Homework. In the form of running. Not just up and down a field. But real, distance, “go real far down the road and don’t come back” running. As in miles. Needless to say, I never did my homework. Or, I should say, I never completed an assignment. A half-mile was all I could stomach before I needed to turn around and walk back, puffing on an inhaler the whole way. Wallowing in defeat, one puff at a time. And forget cross-training with swimming. I’d rather be forced to run suicide sprints in the gym for an hour than swim for across open water for even 30 seconds.
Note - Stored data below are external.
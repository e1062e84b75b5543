use std::path::PathBuf;

use anyhow::{anyhow, Result};
use clap::{Parser, Subcommand};

use atelier::api::v1::project::{UpdateProjectRequest, UpdateProjectResponse};
use atelier::model::Artboard;
use atelier::project::ProjectId;
use atelier_client::api::ApiClient;
use atelier_client::config::ServerConfig;
use atelier_client::push::{push_artboards, PushConfig};
use atelier_client::size_parser::parse_size;

/// Command-line client for the Atelier project store.
#[derive(Debug, Parser)]
#[command(version, about)]
struct Opts {
    /// Server endpoint.
    #[arg(long, env = "ATELIER_ENDPOINT")]
    endpoint: Option<String>,

    /// Bearer token.
    #[arg(long, env = "ATELIER_TOKEN")]
    token: Option<String>,

    #[command(subcommand)]
    command: Command,
}

#[derive(Debug, Subcommand)]
enum Command {
    /// Fetch one project and print it as JSON.
    Get {
        /// The project to fetch.
        project_id: String,
    },

    /// List all projects on the server.
    List,

    /// Upload artboards from a JSON file, chunking when large.
    Push {
        /// The project to update.
        project_id: String,

        /// Path to a JSON array of artboards.
        file: PathBuf,

        /// Target serialized size per chunk, e.g. "512KiB".
        #[arg(long, default_value = "1MiB")]
        chunk_size: String,

        /// Suppress the progress bar.
        #[arg(long)]
        quiet: bool,
    },

    /// Publish a project with an HTML snapshot.
    Publish {
        /// The project to publish.
        project_id: String,

        /// Path to the HTML file.
        file: PathBuf,
    },
}

#[tokio::main]
async fn main() -> Result<()> {
    let opts = Opts::parse();

    let config = ServerConfig::new(opts.endpoint, opts.token);
    let api = ApiClient::from_server_config(config)?;

    match opts.command {
        Command::Get { project_id } => {
            let project_id = ProjectId::new(project_id)?;

            match api.get_project(&project_id).await? {
                Some(project) => println!("{}", serde_json::to_string_pretty(&project)?),
                None => return Err(anyhow!("Project '{}' does not exist", project_id)),
            }
        }
        Command::List => {
            for project in api.list_projects().await? {
                println!("{}\t{}", project.project_id, project.last_updated);
            }
        }
        Command::Push {
            project_id,
            file,
            chunk_size,
            quiet,
        } => {
            let project_id = ProjectId::new(project_id)?;

            let content = std::fs::read_to_string(&file)?;
            let artboards: Vec<serde_json::Value> = serde_json::from_str(&content)?;

            // Catch an obviously malformed file before uploading anything.
            for artboard in &artboards {
                serde_json::from_value::<Artboard>(artboard.clone()).map_err(|e| {
                    anyhow!("'{}' is not an array of artboards: {}", file.display(), e)
                })?;
            }

            let count = artboards.len();
            let push_config = PushConfig {
                chunk_size: parse_size(&chunk_size)?,
                quiet,
                ..Default::default()
            };

            push_artboards(&api, &project_id, artboards, push_config).await?;
            println!("Pushed {} artboards to '{}'", count, project_id);
        }
        Command::Publish { project_id, file } => {
            let project_id = ProjectId::new(project_id)?;
            let public_html = std::fs::read_to_string(&file)?;

            let request = UpdateProjectRequest {
                project_id: project_id.clone(),
                chat_history: None,
                artboards: None,
                public_html: Some(public_html),
                is_published: Some(true),
                chunk_index: None,
                total_chunks: None,
            };

            match api.update_project(&request).await? {
                UpdateProjectResponse::Updated => println!("Published '{}'", project_id),
                other => return Err(anyhow!("Unexpected response: {:?}", other)),
            }
        }
    }

    Ok(())
}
As I made my way to our first practice in the fall, I knew I was at a significant disadvantage with that whole “you guys go on without me I need to sit here and stare at the flowers” thing, so I did the only thing I could. I tried to beat everyone in every distance run – even if they were just warmups. I think one time I came in 4th out of 26, but I usually finished in the back of the pack before sucking down Albuterol like it was Gatorade. It was hard out here for a gimp.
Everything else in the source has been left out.